▸ Task input
————————

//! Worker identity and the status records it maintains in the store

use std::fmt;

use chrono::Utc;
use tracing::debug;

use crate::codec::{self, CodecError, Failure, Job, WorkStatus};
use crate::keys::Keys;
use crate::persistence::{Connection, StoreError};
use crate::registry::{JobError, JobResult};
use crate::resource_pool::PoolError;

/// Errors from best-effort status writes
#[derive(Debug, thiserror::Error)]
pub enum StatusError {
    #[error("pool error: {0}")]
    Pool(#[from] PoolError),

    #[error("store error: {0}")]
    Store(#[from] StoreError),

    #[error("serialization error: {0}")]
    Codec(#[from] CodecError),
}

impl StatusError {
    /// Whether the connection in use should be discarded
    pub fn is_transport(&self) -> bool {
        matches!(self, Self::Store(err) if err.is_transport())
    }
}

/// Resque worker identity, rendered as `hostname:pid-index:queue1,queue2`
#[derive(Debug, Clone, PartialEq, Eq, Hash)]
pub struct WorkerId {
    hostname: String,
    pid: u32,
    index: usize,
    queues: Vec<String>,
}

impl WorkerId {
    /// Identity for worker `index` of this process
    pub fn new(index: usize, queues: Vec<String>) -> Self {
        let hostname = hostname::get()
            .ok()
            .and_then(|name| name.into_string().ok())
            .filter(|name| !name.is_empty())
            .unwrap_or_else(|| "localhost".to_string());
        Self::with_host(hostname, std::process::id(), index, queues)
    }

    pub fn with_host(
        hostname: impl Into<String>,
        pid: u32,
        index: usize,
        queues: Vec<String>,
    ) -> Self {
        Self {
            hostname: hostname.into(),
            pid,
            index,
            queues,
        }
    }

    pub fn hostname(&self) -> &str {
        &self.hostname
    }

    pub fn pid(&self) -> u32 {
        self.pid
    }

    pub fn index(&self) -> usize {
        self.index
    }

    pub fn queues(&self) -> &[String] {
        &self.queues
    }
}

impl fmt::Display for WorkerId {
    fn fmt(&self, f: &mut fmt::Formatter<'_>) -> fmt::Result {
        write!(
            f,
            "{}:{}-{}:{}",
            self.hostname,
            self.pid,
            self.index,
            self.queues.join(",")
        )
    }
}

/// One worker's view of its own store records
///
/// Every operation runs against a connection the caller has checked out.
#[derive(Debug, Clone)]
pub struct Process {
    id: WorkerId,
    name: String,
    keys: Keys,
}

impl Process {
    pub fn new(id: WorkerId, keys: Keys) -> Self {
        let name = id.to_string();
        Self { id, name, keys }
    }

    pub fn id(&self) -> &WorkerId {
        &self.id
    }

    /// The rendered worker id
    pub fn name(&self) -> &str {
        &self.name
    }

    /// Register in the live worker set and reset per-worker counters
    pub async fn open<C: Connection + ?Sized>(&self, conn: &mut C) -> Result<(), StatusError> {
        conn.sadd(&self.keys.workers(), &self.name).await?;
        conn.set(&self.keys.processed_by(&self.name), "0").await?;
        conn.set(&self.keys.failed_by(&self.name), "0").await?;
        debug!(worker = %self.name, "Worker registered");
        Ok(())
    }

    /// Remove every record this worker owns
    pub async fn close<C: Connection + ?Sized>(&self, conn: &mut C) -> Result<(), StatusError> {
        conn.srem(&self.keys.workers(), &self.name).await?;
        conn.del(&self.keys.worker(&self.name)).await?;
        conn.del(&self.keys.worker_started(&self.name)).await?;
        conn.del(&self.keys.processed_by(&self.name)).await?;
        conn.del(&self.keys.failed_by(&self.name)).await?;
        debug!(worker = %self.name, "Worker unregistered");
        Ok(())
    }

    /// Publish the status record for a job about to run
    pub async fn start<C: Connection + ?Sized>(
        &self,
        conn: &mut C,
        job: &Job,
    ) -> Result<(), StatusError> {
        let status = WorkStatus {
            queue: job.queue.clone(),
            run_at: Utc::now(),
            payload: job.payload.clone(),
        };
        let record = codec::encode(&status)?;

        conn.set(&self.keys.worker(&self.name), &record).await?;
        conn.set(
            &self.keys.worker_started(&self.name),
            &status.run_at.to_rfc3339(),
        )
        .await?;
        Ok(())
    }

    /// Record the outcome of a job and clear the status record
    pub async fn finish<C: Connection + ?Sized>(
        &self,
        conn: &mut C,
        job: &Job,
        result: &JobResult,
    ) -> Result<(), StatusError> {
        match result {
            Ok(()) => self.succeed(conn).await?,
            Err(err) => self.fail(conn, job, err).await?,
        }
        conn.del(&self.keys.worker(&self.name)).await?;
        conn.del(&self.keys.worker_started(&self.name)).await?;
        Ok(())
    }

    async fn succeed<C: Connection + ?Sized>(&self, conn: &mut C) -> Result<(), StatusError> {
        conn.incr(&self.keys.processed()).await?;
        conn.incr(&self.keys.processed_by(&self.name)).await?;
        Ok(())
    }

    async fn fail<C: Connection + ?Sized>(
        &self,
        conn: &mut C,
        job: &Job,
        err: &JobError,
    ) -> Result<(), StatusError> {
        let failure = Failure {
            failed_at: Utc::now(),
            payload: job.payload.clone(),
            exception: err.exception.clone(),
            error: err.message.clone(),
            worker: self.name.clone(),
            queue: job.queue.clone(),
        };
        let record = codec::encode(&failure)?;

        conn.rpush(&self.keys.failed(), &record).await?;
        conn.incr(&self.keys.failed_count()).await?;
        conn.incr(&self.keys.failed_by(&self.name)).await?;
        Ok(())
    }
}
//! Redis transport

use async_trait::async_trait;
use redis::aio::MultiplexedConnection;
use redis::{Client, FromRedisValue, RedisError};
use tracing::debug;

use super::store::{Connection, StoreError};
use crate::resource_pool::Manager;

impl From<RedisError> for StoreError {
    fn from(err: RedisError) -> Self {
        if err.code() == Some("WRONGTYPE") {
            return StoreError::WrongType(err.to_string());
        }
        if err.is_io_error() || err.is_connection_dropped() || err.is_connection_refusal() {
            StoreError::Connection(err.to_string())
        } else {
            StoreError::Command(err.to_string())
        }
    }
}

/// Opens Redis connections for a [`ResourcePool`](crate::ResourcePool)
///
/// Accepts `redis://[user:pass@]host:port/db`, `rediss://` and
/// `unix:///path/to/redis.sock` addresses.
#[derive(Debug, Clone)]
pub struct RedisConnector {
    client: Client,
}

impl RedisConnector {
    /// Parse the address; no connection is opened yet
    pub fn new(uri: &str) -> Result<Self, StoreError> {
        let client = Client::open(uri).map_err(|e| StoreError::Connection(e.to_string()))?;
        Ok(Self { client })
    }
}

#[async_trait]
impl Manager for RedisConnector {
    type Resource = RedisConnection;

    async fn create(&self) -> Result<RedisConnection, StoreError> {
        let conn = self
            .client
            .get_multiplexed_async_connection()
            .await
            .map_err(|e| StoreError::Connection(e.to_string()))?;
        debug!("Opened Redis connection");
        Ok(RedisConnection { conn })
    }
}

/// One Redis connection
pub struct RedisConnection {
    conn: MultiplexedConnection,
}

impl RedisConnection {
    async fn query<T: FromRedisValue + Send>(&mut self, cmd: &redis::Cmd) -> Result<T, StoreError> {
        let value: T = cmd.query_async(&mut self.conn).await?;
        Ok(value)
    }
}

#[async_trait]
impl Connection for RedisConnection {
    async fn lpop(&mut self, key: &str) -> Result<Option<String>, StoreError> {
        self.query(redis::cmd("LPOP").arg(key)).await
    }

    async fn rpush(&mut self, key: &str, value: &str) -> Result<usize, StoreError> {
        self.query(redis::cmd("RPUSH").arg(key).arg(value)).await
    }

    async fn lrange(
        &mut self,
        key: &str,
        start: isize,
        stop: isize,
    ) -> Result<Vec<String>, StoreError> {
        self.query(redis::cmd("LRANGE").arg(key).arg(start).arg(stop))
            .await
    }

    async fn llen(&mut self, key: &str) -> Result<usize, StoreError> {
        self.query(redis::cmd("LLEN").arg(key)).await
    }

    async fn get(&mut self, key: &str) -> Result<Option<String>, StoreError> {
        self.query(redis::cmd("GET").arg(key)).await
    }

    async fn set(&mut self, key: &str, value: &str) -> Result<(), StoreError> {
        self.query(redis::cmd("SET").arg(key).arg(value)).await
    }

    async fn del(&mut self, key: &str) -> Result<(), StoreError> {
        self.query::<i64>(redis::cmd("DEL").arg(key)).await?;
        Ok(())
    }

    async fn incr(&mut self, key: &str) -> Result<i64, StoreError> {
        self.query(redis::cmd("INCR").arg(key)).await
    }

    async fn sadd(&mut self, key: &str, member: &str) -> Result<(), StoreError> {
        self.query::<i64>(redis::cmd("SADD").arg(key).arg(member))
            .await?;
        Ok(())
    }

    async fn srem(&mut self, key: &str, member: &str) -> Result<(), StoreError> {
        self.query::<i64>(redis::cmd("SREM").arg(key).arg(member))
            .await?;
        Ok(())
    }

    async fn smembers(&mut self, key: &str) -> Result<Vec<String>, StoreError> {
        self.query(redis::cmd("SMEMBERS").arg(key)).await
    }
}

————————

▸ Work to complete
Report only how many lines of the listing hold the word "PoolError".

▸ Worked solution
2